**Problem details**
Produce as output only the lines below starting at the line with "filename src/server/listener.rs" and continuing through the line with "use crate::simulator::DeviceSimulator;", each one exactly as written.

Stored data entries
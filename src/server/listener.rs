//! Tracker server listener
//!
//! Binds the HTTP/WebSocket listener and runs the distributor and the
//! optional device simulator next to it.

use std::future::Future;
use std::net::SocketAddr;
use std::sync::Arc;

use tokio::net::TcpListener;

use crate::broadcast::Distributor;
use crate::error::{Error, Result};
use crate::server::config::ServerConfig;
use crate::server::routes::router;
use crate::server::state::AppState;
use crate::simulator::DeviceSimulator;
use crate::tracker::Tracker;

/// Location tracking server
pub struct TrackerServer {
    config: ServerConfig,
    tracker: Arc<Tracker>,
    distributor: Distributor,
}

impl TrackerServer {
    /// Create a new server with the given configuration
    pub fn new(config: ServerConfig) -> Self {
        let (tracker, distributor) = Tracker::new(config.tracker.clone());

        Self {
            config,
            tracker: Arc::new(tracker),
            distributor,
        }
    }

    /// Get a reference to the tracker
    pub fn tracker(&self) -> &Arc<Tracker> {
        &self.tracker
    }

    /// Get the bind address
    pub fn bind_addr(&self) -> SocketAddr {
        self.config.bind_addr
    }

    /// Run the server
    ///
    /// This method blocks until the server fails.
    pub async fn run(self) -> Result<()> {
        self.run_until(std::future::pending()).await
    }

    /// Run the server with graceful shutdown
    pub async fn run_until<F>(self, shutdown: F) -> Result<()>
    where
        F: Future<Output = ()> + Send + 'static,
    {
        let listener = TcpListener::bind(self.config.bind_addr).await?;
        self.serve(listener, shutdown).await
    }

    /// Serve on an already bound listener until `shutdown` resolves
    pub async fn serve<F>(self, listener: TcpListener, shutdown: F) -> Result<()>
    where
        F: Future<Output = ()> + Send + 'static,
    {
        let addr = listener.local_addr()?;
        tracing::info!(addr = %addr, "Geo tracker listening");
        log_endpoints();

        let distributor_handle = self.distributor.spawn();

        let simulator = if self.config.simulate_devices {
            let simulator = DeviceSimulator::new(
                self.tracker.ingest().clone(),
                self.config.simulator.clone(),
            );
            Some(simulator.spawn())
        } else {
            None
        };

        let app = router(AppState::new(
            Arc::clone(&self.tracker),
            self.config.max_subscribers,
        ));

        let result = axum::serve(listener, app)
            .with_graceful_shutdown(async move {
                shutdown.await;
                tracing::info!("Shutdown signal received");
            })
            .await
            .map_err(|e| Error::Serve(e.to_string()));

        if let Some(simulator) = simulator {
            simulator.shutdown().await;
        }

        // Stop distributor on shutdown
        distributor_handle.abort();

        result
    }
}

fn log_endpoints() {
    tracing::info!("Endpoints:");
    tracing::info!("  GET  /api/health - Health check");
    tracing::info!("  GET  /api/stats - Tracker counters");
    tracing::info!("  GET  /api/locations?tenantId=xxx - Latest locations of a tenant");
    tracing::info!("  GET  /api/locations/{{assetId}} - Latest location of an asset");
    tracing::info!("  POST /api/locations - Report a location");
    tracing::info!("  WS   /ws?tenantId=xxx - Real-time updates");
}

--

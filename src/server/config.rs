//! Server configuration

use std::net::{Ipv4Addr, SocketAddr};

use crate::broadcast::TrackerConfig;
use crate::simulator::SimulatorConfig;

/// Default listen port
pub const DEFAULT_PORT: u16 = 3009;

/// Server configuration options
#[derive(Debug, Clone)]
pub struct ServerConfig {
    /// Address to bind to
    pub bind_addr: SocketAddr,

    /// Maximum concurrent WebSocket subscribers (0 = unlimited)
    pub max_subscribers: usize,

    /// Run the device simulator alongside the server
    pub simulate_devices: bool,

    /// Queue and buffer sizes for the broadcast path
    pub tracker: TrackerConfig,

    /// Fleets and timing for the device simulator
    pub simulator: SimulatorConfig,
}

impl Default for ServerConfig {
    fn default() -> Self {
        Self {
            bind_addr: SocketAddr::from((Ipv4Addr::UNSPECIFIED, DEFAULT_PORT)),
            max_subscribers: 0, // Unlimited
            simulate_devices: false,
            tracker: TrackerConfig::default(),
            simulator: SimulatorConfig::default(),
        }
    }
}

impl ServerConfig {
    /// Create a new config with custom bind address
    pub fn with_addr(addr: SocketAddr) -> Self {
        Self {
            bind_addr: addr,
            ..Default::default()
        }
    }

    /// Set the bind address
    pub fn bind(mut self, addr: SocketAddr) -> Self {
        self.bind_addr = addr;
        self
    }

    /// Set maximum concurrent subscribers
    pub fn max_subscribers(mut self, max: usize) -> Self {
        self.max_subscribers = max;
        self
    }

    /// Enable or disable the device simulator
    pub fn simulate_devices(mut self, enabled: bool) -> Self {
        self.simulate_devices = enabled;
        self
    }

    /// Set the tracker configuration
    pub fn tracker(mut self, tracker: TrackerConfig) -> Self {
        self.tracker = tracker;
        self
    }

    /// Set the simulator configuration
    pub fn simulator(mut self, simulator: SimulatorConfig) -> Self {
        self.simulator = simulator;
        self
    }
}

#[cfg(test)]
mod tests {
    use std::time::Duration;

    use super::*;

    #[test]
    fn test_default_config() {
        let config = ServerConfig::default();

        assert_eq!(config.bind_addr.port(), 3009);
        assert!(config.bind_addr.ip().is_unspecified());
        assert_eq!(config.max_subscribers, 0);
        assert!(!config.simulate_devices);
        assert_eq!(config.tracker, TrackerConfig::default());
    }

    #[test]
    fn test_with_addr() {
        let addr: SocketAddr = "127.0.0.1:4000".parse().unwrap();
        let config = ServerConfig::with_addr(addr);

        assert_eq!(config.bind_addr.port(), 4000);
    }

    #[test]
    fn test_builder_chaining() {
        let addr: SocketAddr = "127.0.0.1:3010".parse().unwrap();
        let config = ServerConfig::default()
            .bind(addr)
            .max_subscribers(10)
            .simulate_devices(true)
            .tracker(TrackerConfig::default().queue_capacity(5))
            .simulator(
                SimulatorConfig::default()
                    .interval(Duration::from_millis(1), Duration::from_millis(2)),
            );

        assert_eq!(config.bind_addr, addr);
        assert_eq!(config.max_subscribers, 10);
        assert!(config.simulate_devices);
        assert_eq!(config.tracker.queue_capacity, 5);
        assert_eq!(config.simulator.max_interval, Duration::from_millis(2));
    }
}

**Answer to the exercise**
filename src/server/listener.rs
//! Tracker server listener
//!
//! Binds the HTTP/WebSocket listener and runs the distributor and the
//! optional device simulator next to it.

use std::future::Future;
use std::net::SocketAddr;
use std::sync::Arc;

use tokio::net::TcpListener;

use crate::broadcast::Distributor;
use crate::error::{Error, Result};
use crate::server::config::ServerConfig;
use crate::server::routes::router;
use crate::server::state::AppState;
use crate::simulator::DeviceSimulator;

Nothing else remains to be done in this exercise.